左が《党的女児》の田玉梅、右が《花漫一碗泉》の望泉と玉蘭。

 

 12月3日に広東省の順徳市で行われた地元企業の少爺(御曹司)と千金(お嬢様)の結婚式の模様を、地元メディアが次のように伝えている。

 カネ持ち家族同士の結婚式に相応しく、会場の外にはロールスロイス、ランボルギーニ、フェラーリ、マクラーレンなどマニア垂涎の超高級車が所狭しと並んだ。

 新郎が差し向けたヘリコプターで嫁入りした新婦は、「披金戴銀(キンキラキン)」と形容される同地の伝統的花嫁衣装に身を包み、首から両手首まで金銀の輪で飾られ、傍らに立つ新郎も重そうな金の首輪を下げている。

 1本が298元(5000円弱)のミネラルウォーターが林立するテーブルでは、1卓当たり総額で6.8万元(100万円前後)の料理が供された。

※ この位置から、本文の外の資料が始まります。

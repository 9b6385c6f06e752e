use redis::aio::ConnectionManager;
use redis::Client;
use std::time::Duration;
use tracing::{info, warn};

/// Connect to Redis and return a ConnectionManager
///
/// The connection is verified with a `PING` before it is handed out.
pub async fn connect(url: &str) -> redis::RedisResult<ConnectionManager> {
    let client = Client::open(url)?;
    let manager = ConnectionManager::new(client).await?;

    let mut conn = manager.clone();
    let _: String = redis::cmd("PING").query_async(&mut conn).await?;

    Ok(manager)
}

/// Connect to Redis, retrying with exponential backoff.
///
/// Gives up after `max_attempts` and returns the last error.
pub async fn connect_with_retry(
    url: &str,
    max_attempts: u32,
    initial_delay: Duration,
) -> redis::RedisResult<ConnectionManager> {
    let mut delay = initial_delay;
    let mut attempt = 1;

    loop {
        match connect(url).await {
            Ok(manager) => {
                info!(attempt, "Connected to Redis");
                return Ok(manager);
            }
            Err(e) if attempt < max_attempts => {
                warn!(attempt, max_attempts, error = %e, delay_ms = delay.as_millis() as u64, "Redis connection failed, retrying");
                tokio::time::sleep(delay).await;
                delay = (delay * 2).min(Duration::from_secs(10));
                attempt += 1;
            }
            Err(e) => return Err(e),
        }
    }
}
//! Batch-submit contract for outbound queues.
//!
//! A queue accepts up to [`BatchQueue::max_batch_size`] entries per call and
//! reports one [`EntryOutcome`] per entry, so callers can retry only the
//! entries that actually failed.

use crate::error::{ErrorCategory, StreamError};
use async_trait::async_trait;
use serde::{Deserialize, Serialize};
use std::collections::HashSet;

/// One item of a batch-submit call.
#[derive(Debug, Clone, PartialEq, Eq, Serialize, Deserialize)]
pub struct BatchEntry {
    /// Caller-assigned id, unique within the call.
    pub id: String,
    /// Message body as it will be stored on the queue.
    pub body: String,
}

impl BatchEntry {
    pub fn new(id: impl Into<String>, body: impl Into<String>) -> Self {
        Self {
            id: id.into(),
            body: body.into(),
        }
    }
}

/// Why a single entry was not accepted.
#[derive(Debug, Clone, PartialEq, Eq)]
pub struct EntryFailure {
    pub reason: String,
    pub category: ErrorCategory,
}

impl EntryFailure {
    pub fn transient(reason: impl Into<String>) -> Self {
        Self {
            reason: reason.into(),
            category: ErrorCategory::Transient,
        }
    }

    pub fn permanent(reason: impl Into<String>) -> Self {
        Self {
            reason: reason.into(),
            category: ErrorCategory::Permanent,
        }
    }
}

impl From<&StreamError> for EntryFailure {
    fn from(err: &StreamError) -> Self {
        Self {
            reason: err.to_string(),
            category: err.category(),
        }
    }
}

/// Per-entry result of a batch-submit call.
#[derive(Debug, Clone, PartialEq, Eq)]
pub struct EntryOutcome {
    /// The id of the submitted entry.
    pub id: String,
    /// Queue message id on success.
    pub result: Result<String, EntryFailure>,
}

impl EntryOutcome {
    pub fn accepted(id: impl Into<String>, message_id: impl Into<String>) -> Self {
        Self {
            id: id.into(),
            result: Ok(message_id.into()),
        }
    }

    pub fn failed(id: impl Into<String>, failure: EntryFailure) -> Self {
        Self {
            id: id.into(),
            result: Err(failure),
        }
    }

    pub fn is_accepted(&self) -> bool {
        self.result.is_ok()
    }
}

/// Outbound queue with a bounded batch-submit API.
#[async_trait]
pub trait BatchQueue: Send + Sync {
    /// Submit up to `max_batch_size()` entries in one call.
    ///
    /// `Err` means the call as a whole was rejected or never reached the
    /// queue; `Ok` carries one outcome per submitted entry.
    async fn submit_batch(&self, entries: &[BatchEntry]) -> Result<Vec<EntryOutcome>, StreamError>;

    /// Provider-defined maximum number of entries per call.
    fn max_batch_size(&self) -> usize;

    /// Queue name for logging.
    fn name(&self) -> &str;
}

/// Reject calls the provider would refuse: empty, oversized, or with repeated ids.
pub fn validate_batch(entries: &[BatchEntry], max: usize) -> Result<(), StreamError> {
    if entries.is_empty() {
        return Err(StreamError::EmptyBatch);
    }
    if entries.len() > max {
        return Err(StreamError::BatchTooLarge {
            size: entries.len(),
            max,
        });
    }

    let mut seen = HashSet::with_capacity(entries.len());
    for entry in entries {
        if !seen.insert(entry.id.as_str()) {
            return Err(StreamError::DuplicateEntryId(entry.id.clone()));
        }
    }

    Ok(())
}

#[cfg(test)]
mod tests {
    use super::*;

    fn entries(ids: &[&str]) -> Vec<BatchEntry> {
        ids.iter().map(|id| BatchEntry::new(*id, "{}")).collect()
    }

    #[test]
    fn test_validate_batch_accepts_distinct_ids() {
        assert!(validate_batch(&entries(&["a", "b", "c"]), 10).is_ok());
    }

    #[test]
    fn test_validate_batch_rejects_empty() {
        assert!(matches!(validate_batch(&[], 10), Err(StreamError::EmptyBatch)));
    }

    #[test]
    fn test_validate_batch_rejects_oversized() {
        let err = validate_batch(&entries(&["a", "b", "c"]), 2).unwrap_err();
        assert!(matches!(err, StreamError::BatchTooLarge { size: 3, max: 2 }));
    }

    #[test]
    fn test_validate_batch_rejects_duplicate_ids() {
        let err = validate_batch(&entries(&["a", "b", "a"]), 10).unwrap_err();
        assert!(matches!(err, StreamError::DuplicateEntryId(id) if id == "a"));
    }

    #[test]
    fn test_entry_failure_from_stream_error() {
        let failure = EntryFailure::from(&StreamError::Serialization("bad json".to_string()));
        assert_eq!(failure.category, ErrorCategory::Permanent);
        assert!(failure.reason.contains("bad json"));
    }
}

 こんなにも贅を尽くした異常なまでにド派手な結婚式が――たとえ話半分だったにせよ――地方都市でも行われるような現在の中国で、まるで文化大革命の時代に押し戻されたかのような錯覚に襲われる現代京劇が推奨されているのだから、やはり驚くほかはない。

毛沢東式文芸理論の軛から逃れられない

『中國京劇』(中華人民共和国文化和旅游部主管 全国中文核心期刊)の9月号と10月号は共に現代京劇と地方劇の特集を組み、9月号では『党的女児』を高く評価し、10月号では『花漫一碗泉』をメインに『錦綉女児』の他、地方劇の『一個都不能少』(黄梅戯=安徽省)、『大石岩』(豫劇=河南省)、『崆峒山下』(眉戸劇=陝西省)、『羊倌情』(粤劇=広東省)などを取り上げ推奨している。